Available data:
━━━━━━━━━━━━━━━━━━━━

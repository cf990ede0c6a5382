//! Book record
//!
//! Fields are trimmed on construction and on decode. Decoding is lenient:
//! missing text fields become empty and a missing or unknown status becomes
//! `available`.

use std::fmt;

use serde::{Deserialize, Serialize};

/// Availability of a single book
#[derive(Debug, Clone, Copy, PartialEq, Eq, Default, Serialize, Deserialize)]
#[serde(rename_all = "lowercase")]
pub enum BookStatus {
    #[default]
    Available,
    Issued,
}

impl BookStatus {
    /// Parse the stored status text, falling back to `Available`.
    ///
    /// NOTE: unknown values are coerced silently. Stricter validation would
    /// reject them, but existing catalogs rely on the fallback.
    pub fn parse_lenient(raw: &str) -> Self {
        match raw.trim() {
            "issued" => BookStatus::Issued,
            _ => BookStatus::Available,
        }
    }

    pub fn as_str(&self) -> &'static str {
        match self {
            BookStatus::Available => "available",
            BookStatus::Issued => "issued",
        }
    }
}

impl fmt::Display for BookStatus {
    fn fmt(&self, f: &mut fmt::Formatter<'_>) -> fmt::Result {
        f.write_str(self.as_str())
    }
}

/// A single catalog record, keyed by ISBN
#[derive(Debug, Clone, PartialEq, Eq, Serialize, Deserialize)]
#[serde(from = "RawBook")]
pub struct Book {
    pub title: String,
    pub author: String,
    pub isbn: String,
    pub status: BookStatus,
}

impl Book {
    /// Create an available book
    pub fn new(title: &str, author: &str, isbn: &str) -> Self {
        Self::with_status(title, author, isbn, BookStatus::Available)
    }

    pub fn with_status(title: &str, author: &str, isbn: &str, status: BookStatus) -> Self {
        Self {
            title: title.trim().to_string(),
            author: author.trim().to_string(),
            isbn: isbn.trim().to_string(),
            status,
        }
    }

    pub fn is_available(&self) -> bool {
        self.status == BookStatus::Available
    }

    /// Mark as issued. Returns false if it already was.
    pub fn issue(&mut self) -> bool {
        if !self.is_available() {
            return false;
        }
        self.status = BookStatus::Issued;
        true
    }

    /// Mark as available again. Returns false if it was not issued.
    pub fn return_book(&mut self) -> bool {
        if self.is_available() {
            return false;
        }
        self.status = BookStatus::Available;
        true
    }
}

impl fmt::Display for Book {
    fn fmt(&self, f: &mut fmt::Formatter<'_>) -> fmt::Result {
        write!(
            f,
            "{} — {} (ISBN: {}) [{}]",
            self.title, self.author, self.isbn, self.status
        )
    }
}

/// On-disk shape accepted when reading a catalog
#[derive(Deserialize)]
struct RawBook {
    #[serde(default)]
    title: String,
    #[serde(default)]
    author: String,
    #[serde(default)]
    isbn: String,
    #[serde(default = "default_status")]
    status: String,
}

fn default_status() -> String {
    BookStatus::Available.as_str().to_string()
}

impl From<RawBook> for Book {
    fn from(raw: RawBook) -> Self {
        Book::with_status(
            &raw.title,
            &raw.author,
            &raw.isbn,
            BookStatus::parse_lenient(&raw.status),
        )
    }
}
//! Menu Module
//!
//! Line-based console menus for both programs.
//!
//! Both loops are generic over a `BufRead` input and a `Write` output so the
//! binaries pass locked stdin/stdout and tests pass in-memory buffers. End of
//! input is treated as the exit command.

mod calories;
mod library;

pub use calories::{run_tracker, CalorieLog, Meal};
pub use library::run_library;

use std::fmt::Display;
use std::io::{self, BufRead, Write};

/// Prompt/answer helper over a line-based input and an output sink
pub struct Prompter<R, W> {
    input: R,
    output: W,
}

impl<R: BufRead, W: Write> Prompter<R, W> {
    pub fn new(input: R, output: W) -> Self {
        Self { input, output }
    }

    /// Print a full line
    pub fn say(&mut self, text: impl Display) -> io::Result<()> {
        writeln!(self.output, "{}", text)
    }

    /// Print `prompt` and read one line without its line ending
    ///
    /// Returns `None` once the input is exhausted.
    pub fn ask(&mut self, prompt: &str) -> io::Result<Option<String>> {
        write!(self.output, "{}", prompt)?;
        self.output.flush()?;

        let mut line = String::new();
        if self.input.read_line(&mut line)? == 0 {
            return Ok(None);
        }
        let trimmed_len = line.trim_end_matches(['\n', '\r']).len();
        line.truncate(trimmed_len);
        Ok(Some(line))
    }

    /// Ask until the trimmed answer is non-empty
    pub fn ask_non_empty(&mut self, prompt: &str) -> io::Result<Option<String>> {
        loop {
            match self.ask(prompt)? {
                None => return Ok(None),
                Some(answer) => {
                    let answer = answer.trim();
                    if !answer.is_empty() {
                        return Ok(Some(answer.to_string()));
                    }
                    self.say("Input cannot be empty.")?;
                }
            }
        }
    }

    pub fn into_inner(self) -> (R, W) {
        (self.input, self.output)
    }
}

━━━━━━━━━━━━━━━━━━━━

Exercise requirements: From the top of the listing above, restate each line word for word up to and including the line with "a single book"; add nothing else.

Answer to this problem:
repository cf990ede0c6a5382
//! Book record
//!
//! Fields are trimmed on construction and on decode. Decoding is lenient:
//! missing text fields become empty and a missing or unknown status becomes
//! `available`.

use std::fmt;

use serde::{Deserialize, Serialize};

/// Availability of a single book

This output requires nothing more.